**What is needed:** Using the string "should" as the key, pull each matching line out of the records below.
Source records: Begin
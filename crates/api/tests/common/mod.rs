use std::sync::Arc;
use std::time::Duration;

use axum::body::Body;
use axum::http::header::{AUTHORIZATION, CONTENT_TYPE};
use axum::http::{HeaderName, Method, Request, Response, StatusCode};
use axum::Router;
use http_body_util::BodyExt;
use tower::ServiceExt;
use tower_http::catch_panic::CatchPanicLayer;
use tower_http::cors::CorsLayer;
use tower_http::request_id::{MakeRequestUuid, PropagateRequestIdLayer, SetRequestIdLayer};
use tower_http::timeout::TimeoutLayer;
use tower_http::trace::{DefaultMakeSpan, DefaultOnResponse, TraceLayer};
use tracing::Level;

use formforge_api::auth::jwt::{generate_access_token, JwtConfig};
use formforge_api::config::ServerConfig;
use formforge_api::routes;
use formforge_api::state::AppState;
use formforge_store::{MemoryStorage, Storage};

/// Build a test `ServerConfig` with safe defaults.
///
/// Uses `http://localhost:5173` as CORS origin and public base URL
/// (matching the dev defaults) and a fixed JWT secret for token helpers.
pub fn test_config() -> ServerConfig {
    ServerConfig {
        host: "127.0.0.1".to_string(),
        port: 0,
        cors_origins: vec!["http://localhost:5173".to_string()],
        request_timeout_secs: 30,
        public_base_url: "http://localhost:5173".to_string(),
        data_dir: "./data".to_string(),
        jwt: JwtConfig {
            secret: "test-secret-that-is-long-enough-for-hmac".to_string(),
            access_token_expiry_mins: 60,
        },
    }
}

/// Build the full application router with all middleware layers, backed by
/// a fresh in-memory store. The storage handle is returned alongside the
/// router so tests can seed and inspect documents directly.
///
/// This mirrors the router construction in `main.rs` so integration tests
/// exercise the same middleware stack (CORS, request ID, timeout, tracing,
/// panic recovery) that production uses.
pub fn build_test_app() -> (Router, Arc<dyn Storage>) {
    let config = test_config();
    let storage: Arc<dyn Storage> = Arc::new(MemoryStorage::new());

    let state = AppState {
        storage: Arc::clone(&storage),
        config: Arc::new(config),
    };

    let cors = CorsLayer::new()
        .allow_origin(["http://localhost:5173".parse().unwrap()])
        .allow_methods([Method::GET, Method::POST, Method::PUT, Method::DELETE])
        .allow_headers([CONTENT_TYPE, AUTHORIZATION])
        .allow_credentials(true)
        .max_age(Duration::from_secs(3600));

    let request_id_header = HeaderName::from_static("x-request-id");

    let router = Router::new()
        .merge(routes::health::router())
        .nest("/api/v1", routes::api_routes())
        .layer(CatchPanicLayer::new())
        .layer(TimeoutLayer::with_status_code(
            StatusCode::REQUEST_TIMEOUT,
            Duration::from_secs(30),
        ))
        .layer(PropagateRequestIdLayer::new(request_id_header.clone()))
        .layer(
            TraceLayer::new_for_http()
                .make_span_with(DefaultMakeSpan::new().level(Level::INFO))
                .on_response(DefaultOnResponse::new().level(Level::INFO)),
        )
        .layer(SetRequestIdLayer::new(request_id_header, MakeRequestUuid))
        .layer(cors)
        .with_state(state);

    (router, storage)
}

/// Generate a valid Bearer token for the test JWT secret.
pub fn test_token() -> String {
    let config = test_config();
    generate_access_token("test-user", &config.jwt).expect("token generation should succeed")
}

// ---------------------------------------------------------------------------
// Request helpers
// ---------------------------------------------------------------------------

/// Send an unauthenticated GET request.
pub async fn get(app: Router, uri: &str) -> Response<Body> {
    let request = Request::builder()
        .method(Method::GET)
        .uri(uri)
        .body(Body::empty())
        .unwrap();
    app.oneshot(request).await.unwrap()
}

/// Send an unauthenticated POST request with a JSON body.
pub async fn post_json(app: Router, uri: &str, body: serde_json::Value) -> Response<Body> {
    let request = Request::builder()
        .method(Method::POST)
        .uri(uri)
        .header(CONTENT_TYPE, "application/json")
        .body(Body::from(body.to_string()))
        .unwrap();
    app.oneshot(request).await.unwrap()
}

/// Send a GET request with a Bearer token.
pub async fn auth_get(app: Router, token: &str, uri: &str) -> Response<Body> {
    let request = Request::builder()
        .method(Method::GET)
        .uri(uri)
        .header(AUTHORIZATION, format!("Bearer {token}"))
        .body(Body::empty())
        .unwrap();
    app.oneshot(request).await.unwrap()
}

/// Send a POST request with a Bearer token and a JSON body.
pub async fn auth_post_json(
    app: Router,
    token: &str,
    uri: &str,
    body: serde_json::Value,
) -> Response<Body> {
    let request = Request::builder()
        .method(Method::POST)
        .uri(uri)
        .header(AUTHORIZATION, format!("Bearer {token}"))
        .header(CONTENT_TYPE, "application/json")
        .body(Body::from(body.to_string()))
        .unwrap();
    app.oneshot(request).await.unwrap()
}

/// Send a PUT request with a Bearer token and a JSON body.
pub async fn auth_put_json(
    app: Router,
    token: &str,
    uri: &str,
    body: serde_json::Value,
) -> Response<Body> {
    let request = Request::builder()
        .method(Method::PUT)
        .uri(uri)
        .header(AUTHORIZATION, format!("Bearer {token}"))
        .header(CONTENT_TYPE, "application/json")
        .body(Body::from(body.to_string()))
        .unwrap();
    app.oneshot(request).await.unwrap()
}

/// Send a DELETE request with a Bearer token.
pub async fn auth_delete(app: Router, token: &str, uri: &str) -> Response<Body> {
    let request = Request::builder()
        .method(Method::DELETE)
        .uri(uri)
        .header(AUTHORIZATION, format!("Bearer {token}"))
        .body(Body::empty())
        .unwrap();
    app.oneshot(request).await.unwrap()
}

/// Collect a response body and parse it as JSON.
pub async fn body_json(response: Response<Body>) -> serde_json::Value {
    let bytes = response.into_body().collect().await.unwrap().to_bytes();
    serde_json::from_slice(&bytes).expect("response body should be valid JSON")
}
Source records: End
**Exercise response:**
    generate_access_token("test-user", &config.jwt).expect("token generation should succeed")
    serde_json::from_slice(&bytes).expect("response body should be valid JSON")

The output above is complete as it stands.